Winter 2016 Edition
Words by Miranda Hine, Chief Home Reporter
In the last edition of The Home Guide, we discussed how a home doesn’t have to be a house. It can come in all physical forms. But perhaps a home can even be unrelated to a physical structure! I like to think that a home could be a time, or a person. Have you ever transported your home in material belongings, from one house to another? I’ve come to believe that a home can exist even in a memory, and in the relationships built over time. As always here at The Home Guide, we love to hear the opinions and experiences of our readers. Do you believe there’s a limit to how many homes one person can have in their lifetime, or at any one time? How many homes have you had? Write to us and let us know at PO Box 14 East Brisbane 4169*. Read on for my hot tips on how to make your house into a home!
How to make a house a home: a step-by-step guide
Become friends with your neighbours.
Pick comfortable furniture. Remember, you have to use it!
Make your own coffee table scrapbook about your life. If your life has been largely uneventful, simply print out someone else’s Instagram photos and fabricate your story!
Store your books in the attic, under the bed, in a cupboard or simply throw them away. Then fill your empty bookshelves with small sculptures of dogs. This will let your guests know what’s important to you.

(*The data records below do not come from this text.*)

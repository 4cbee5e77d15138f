use std::{ffi::CStr, sync::Arc};

use ash::vk;
use tracing::{debug, info};

use crate::{
    config::Config,
    error::{Error, Result},
    instance::Instance,
    physical_device::{PhysicalDevice, SelectedDevice},
    queue_family::QueueFamilyIndices,
};

static QUEUE_PRIORITIES: [f32; 1] = [1.0];

#[derive(Debug, Clone, Copy)]
pub struct Queue {
    pub handle: vk::Queue,
    pub family_index: u32,
}

pub struct Device {
    pub handle: ash::Device,
    pub instance: Arc<Instance>,
    pub physical_device: PhysicalDevice,
    pub queue_families: QueueFamilyIndices,
    pub graphics_queue: Queue,
    /// Absent when the device was selected without a surface.
    pub present_queue: Option<Queue>,
}

/// One request per distinct family; graphics and present share a request
/// when they resolve to the same family.
pub fn queue_create_infos(indices: &QueueFamilyIndices) -> Vec<vk::DeviceQueueCreateInfo> {
    indices
        .unique_families()
        .into_iter()
        .map(|queue_family_index| {
            vk::DeviceQueueCreateInfo::builder()
                .queue_family_index(queue_family_index)
                .queue_priorities(&QUEUE_PRIORITIES)
                .build()
        })
        .collect()
}

impl Device {
    pub fn new(instance: Arc<Instance>, selected: SelectedDevice, config: &Config) -> Result<Self> {
        let SelectedDevice {
            physical_device,
            queue_families,
            graphics_family,
            ..
        } = selected;

        let queue_create_infos = queue_create_infos(&queue_families);
        let enabled_extension_names = as_ptrs(&config.device_extensions);
        let enabled_layer_names = as_ptrs(config.validation.enabled_layers());
        let enabled_features = vk::PhysicalDeviceFeatures::default();

        debug!(
            "creating logical device with {} queue create requests",
            queue_create_infos.len()
        );

        let handle = unsafe {
            instance
                .handle
                .create_device(
                    physical_device.handle,
                    &vk::DeviceCreateInfo::builder()
                        .queue_create_infos(&queue_create_infos)
                        .enabled_extension_names(&enabled_extension_names)
                        .enabled_layer_names(&enabled_layer_names)
                        .enabled_features(&enabled_features),
                    None,
                )
                .map_err(Error::DeviceCreation)?
        };

        let graphics_queue = Queue {
            handle: unsafe { handle.get_device_queue(graphics_family, 0) },
            family_index: graphics_family,
        };
        let present_queue = queue_families.present_family.map(|present_family| Queue {
            handle: unsafe { handle.get_device_queue(present_family, 0) },
            family_index: present_family,
        });

        info!(
            "logical device ready on {} (graphics family {}, present family {:?})",
            physical_device.name, graphics_family, queue_families.present_family
        );

        Ok(Self {
            handle,
            instance,
            physical_device,
            queue_families,
            graphics_queue,
            present_queue,
        })
    }

    /// # Safety
    /// Every object created from this device must already be destroyed.
    pub unsafe fn destroy(&self) {
        self.handle.destroy_device(None);
    }
}

fn as_ptrs(names: &[&CStr]) -> Vec<*const std::ffi::c_char> {
    names.iter().map(|name| name.as_ptr()).collect()
}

Be unique. Grab a funky wall hanging from IKEA. If someone asks you where it’s from, lie!
Fill any bare space with plants. A home is intended to provide shelter from the outside world, but pot plants can create the illusion that we, as a species, still maintain some kind of innate connection with nature.
Always have a loaf of fresh bread baking in the oven.
Always be home to be baking fresh bread.
Relationships are everything! To minimise stressful chores and arguments in the kitchen, furnish your kitchen with the all new LG Stainless Steel Freestanding Dishwasher, only $1099 right now from the The Good Guys.
Accumulate ornamental items, like a Spanish poster advertising a theatre in downtown Barcelona that you’ve never visited and you’re not even sure what the text says because Google translate isn’t fully reliable but the central figure is the spitting image of your ideal partner although you’ll never tell your husband this, or a vintage bicycle that you’re not confident enough to ride because you haven’t ridden a bike since your parents left the country in 1997, leaving you to fend for yourself and three siblings and no time to practise riding a bike.
Make a mess – it’s your home after all!
Keep it spotless, so guests see it as a reflection of your focused, uncluttered mind.
Enjoy your home. Remember, it’s your own personal slice of heaven!
Finally, post regular photos of your home on social media, so you can share your own personal slice of heaven with the rest of the world, and promote widespread envy of your homemaking skills.
To keep in mind:
The process of making your house into a home is an extremely personal and potentially life-changing experience. You may wish to ask your housemates, lover/s, or family members to leave the house for a week or two while you execute this intimate and important process. With them gone, you’ll find that the space will become quintessentially yours, with no personality or taste preferences seeping in from close loved ones or other occupants.